What Those Who Remembered Forgot: Shelley Winters (1920-2006) on the Air

From Mary Pickford to Marilyn Monroe, every actress who made a name for herself in Hollywood made use of the promotional facility of radio to keep that name on the minds and lips of American moviegoers. Winters’s radio credits include appearances on notable dramatic programs such as Screen Director’s Playhouse (5 June 1949), Stars Over Hollywood (22 November 1952), and the Lux Radio Theatre (5 January 1953). In comedic turns, she was heard as a guest on the Martin and Lewis program (16 November 1951) and played an unlikely Valentine for Archie on Duffy’s Tavern (16 February 1950).

The recent passing of Academy Award winning actress Shelley Winters compelled me to inaugurate a new column, a recurring feature I shall call “What Those Who Remembered Forgot.” The title is meant to suggest that the obituaries of people active in Hollywood during the 1930s, ‘40s, or early to mid ‘50s, often omit references to their work on radio—the single most important source of home entertainment in the United States prior to the ascendancy of television.

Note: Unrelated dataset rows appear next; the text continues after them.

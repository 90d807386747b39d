//! Static target discovery with health tracking.
//!
//! Targets come from configuration. A target reported unhealthy is left out of
//! sweeps until `unhealthy_backoff` has elapsed, then it is retried.

use std::collections::HashMap;
use std::time::Duration;

use parking_lot::Mutex;
use serde::Serialize;
use tokio::time::Instant;

use crate::collector::{HealthReporter, HealthState};
use crate::device::{Generation, Target};

/// Default time an unhealthy target is left out of sweeps.
pub const DEFAULT_UNHEALTHY_BACKOFF: Duration = Duration::from_secs(60);

#[derive(Debug, Clone, Copy)]
struct TargetHealth {
    state: HealthState,
    since: Instant,
    consecutive_failures: u64,
}

impl TargetHealth {
    fn healthy() -> Self {
        Self {
            state: HealthState::Healthy,
            since: Instant::now(),
            consecutive_failures: 0,
        }
    }
}

/// Health of one configured target, as served by `/targets`.
#[derive(Debug, Clone, PartialEq, Eq, Serialize)]
pub struct TargetSnapshot {
    pub address: String,
    pub generation: Generation,
    pub state: HealthState,
    pub consecutive_failures: u64,
}

/// Fixed target list plus per-target health.
#[derive(Debug)]
pub struct StaticDiscovery {
    targets: Vec<Target>,
    health: Mutex<HashMap<String, TargetHealth>>,
    unhealthy_backoff: Duration,
}

impl StaticDiscovery {
    /// Track `targets`, all starting healthy. Duplicate addresses keep the first entry.
    pub fn new(targets: Vec<Target>, unhealthy_backoff: Duration) -> Self {
        let mut unique: Vec<Target> = Vec::with_capacity(targets.len());
        for target in targets {
            if unique.iter().any(|t| t.address == target.address) {
                tracing::warn!(target = %target.address, "Duplicate target ignored");
                continue;
            }
            unique.push(target);
        }

        let health = unique
            .iter()
            .map(|t| (t.address.clone(), TargetHealth::healthy()))
            .collect();

        Self {
            targets: unique,
            health: Mutex::new(health),
            unhealthy_backoff,
        }
    }

    /// All configured targets regardless of health.
    pub fn all(&self) -> &[Target] {
        &self.targets
    }

    /// Look up a configured target by address.
    pub fn find(&self, address: &str) -> Option<&Target> {
        self.targets.iter().find(|t| t.address == address)
    }

    /// Targets to poll now.
    ///
    /// Unhealthy targets whose backoff has elapsed are moved back to healthy
    /// and included.
    pub fn targets(&self) -> Vec<Target> {
        let now = Instant::now();
        let mut health = self.health.lock();

        self.targets
            .iter()
            .filter(|target| {
                let Some(entry) = health.get_mut(&target.address) else {
                    return true;
                };
                if entry.state == HealthState::Healthy {
                    return true;
                }
                if now.duration_since(entry.since) >= self.unhealthy_backoff {
                    tracing::info!(target = %target.address, failures = entry.consecutive_failures, "Retrying unhealthy target");
                    entry.state = HealthState::Healthy;
                    entry.since = now;
                    return true;
                }
                false
            })
            .cloned()
            .collect()
    }

    /// Set the health of `address`. Unknown addresses are ignored.
    pub fn mark_target(&self, address: &str, state: HealthState) {
        let mut health = self.health.lock();
        let Some(entry) = health.get_mut(address) else {
            tracing::debug!(target = %address, "Health update for unconfigured target ignored");
            return;
        };

        match state {
            HealthState::Healthy => {
                if entry.state != HealthState::Healthy {
                    tracing::info!(target = %address, "Target recovered");
                }
                entry.consecutive_failures = 0;
            }
            HealthState::Unhealthy => {
                entry.consecutive_failures += 1;
                tracing::warn!(target = %address, failures = entry.consecutive_failures, backoff = ?self.unhealthy_backoff, "Target marked unhealthy");
            }
        }
        entry.state = state;
        entry.since = Instant::now();
    }

    /// Current health of `address`.
    #[cfg(test)]
    pub(crate) fn state(&self, address: &str) -> Option<HealthState> {
        self.health.lock().get(address).map(|h| h.state)
    }

    /// Health of every configured target, in configuration order.
    pub fn snapshot(&self) -> Vec<TargetSnapshot> {
        let health = self.health.lock();
        self.targets
            .iter()
            .map(|target| {
                let entry = health
                    .get(&target.address)
                    .copied()
                    .unwrap_or_else(TargetHealth::healthy);
                TargetSnapshot {
                    address: target.address.clone(),
                    generation: target.generation,
                    state: entry.state,
                    consecutive_failures: entry.consecutive_failures,
                }
            })
            .collect()
    }
}

impl HealthReporter for StaticDiscovery {
    fn mark_unhealthy(&self, address: &str) {
        self.mark_target(address, HealthState::Unhealthy);
    }
}
//! Uniform fetch-and-decode contract implemented once per device generation.

use std::sync::Arc;

use serde::de::DeserializeOwned;
use thiserror::Error;

use crate::device::component::DeviceConfig;
use crate::device::gen1::Gen1Adapter;
use crate::device::gen2::Gen2Adapter;
use crate::device::status::{
    EnergyMeterStatus, SwitchStatus, SystemStatus, TemperatureStatus, WifiStatus,
};
use crate::device::target::{Generation, Target};
use crate::transport::{Transport, TransportError};

/// Errors raised by a protocol adapter.
#[derive(Debug, Error)]
pub enum AdapterError {
    /// The document could not be fetched.
    #[error(transparent)]
    Transport(#[from] TransportError),

    /// The document does not match the expected schema.
    #[error("failed to decode {document}: {source}")]
    Decode {
        document: String,
        #[source]
        source: serde_json::Error,
    },

    /// The document decoded but lacks the requested component.
    #[error("{document} has no entry for component {id}")]
    MissingComponent { document: String, id: u32 },

    /// The generation has no such operation.
    #[error("{operation} is not supported by {generation} devices")]
    Unsupported {
        generation: Generation,
        operation: &'static str,
    },
}

impl AdapterError {
    /// True if the device could not be reached at all.
    pub fn is_transport(&self) -> bool {
        matches!(self, Self::Transport(_))
    }

    /// True if the device no longer knows the requested component.
    pub fn is_missing_component(&self) -> bool {
        matches!(
            self,
            Self::MissingComponent { .. } | Self::Transport(TransportError::Status(404))
        )
    }
}

/// Decode `payload` into `T`, naming `document` in the error.
pub(crate) fn decode<T: DeserializeOwned>(document: &str, payload: &[u8]) -> Result<T, AdapterError> {
    serde_json::from_slice(payload).map_err(|source| AdapterError::Decode {
        document: document.to_string(),
        source,
    })
}

/// Generation-specific request shapes and response schemas.
#[async_trait::async_trait]
pub trait ProtocolAdapter: Send + Sync + 'static {
    /// Generation served by this adapter.
    fn generation(&self) -> Generation;

    /// Fetch the device's self-description.
    async fn fetch_config(&self, target: &Target) -> Result<DeviceConfig, AdapterError>;

    /// Fetch target-level system status.
    async fn fetch_system_status(&self, target: &Target) -> Result<SystemStatus, AdapterError>;

    /// Fetch target-level wifi status.
    async fn fetch_wifi_status(&self, target: &Target) -> Result<WifiStatus, AdapterError>;

    /// Fetch the status of switch `id`.
    async fn fetch_switch_status(&self, target: &Target, id: u32)
    -> Result<SwitchStatus, AdapterError>;

    /// Fetch the status of energy meter `id` (phases A, B, C and total).
    async fn fetch_energy_meter_status(
        &self,
        target: &Target,
        id: u32,
    ) -> Result<EnergyMeterStatus, AdapterError>;

    /// Fetch the status of temperature sensor `id`.
    async fn fetch_temperature_status(
        &self,
        target: &Target,
        id: u32,
    ) -> Result<TemperatureStatus, AdapterError>;

    /// Release documents kept for the pass over `target` that just ended.
    fn finish_pass(&self, _target: &Target) {}
}

/// One adapter per generation, sharing a transport.
#[derive(Clone)]
pub struct AdapterSet {
    gen1: Arc<Gen1Adapter>,
    gen2: Arc<Gen2Adapter>,
}

impl AdapterSet {
    /// Build both adapters on top of `transport`.
    pub fn new(transport: Arc<dyn Transport>) -> Self {
        Self {
            gen1: Arc::new(Gen1Adapter::new(Arc::clone(&transport))),
            gen2: Arc::new(Gen2Adapter::new(transport)),
        }
    }

    /// Adapter for `generation`.
    pub fn for_generation(&self, generation: Generation) -> &dyn ProtocolAdapter {
        match generation {
            Generation::Gen1 => self.gen1.as_ref(),
            Generation::Gen2 => self.gen2.as_ref(),
        }
    }
}

impl std::fmt::Debug for AdapterSet {
    fn fmt(&self, f: &mut std::fmt::Formatter<'_>) -> std::fmt::Result {
        f.debug_struct("AdapterSet").finish_non_exhaustive()
    }
}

The BBC’s obituary of Shelley Winters is no exception. It informs readers that Winters’s “television appearances spanned several decades,” but has not a word to spare on the actress’s radio performances, a dozen of which are listed in David Goldin’s invaluable database of old-time radio recordings.

In what appears to be her first dramatic role in a piece written especially for radio—Family Theater‘s “Throw Your Heart in the Ring” (27 April 1949)—Winters plays Maggie, a city nurse who proudly claims never to have broken a rule, but at last breaks her own record when she finds herself torn between acting by the book and following her heart.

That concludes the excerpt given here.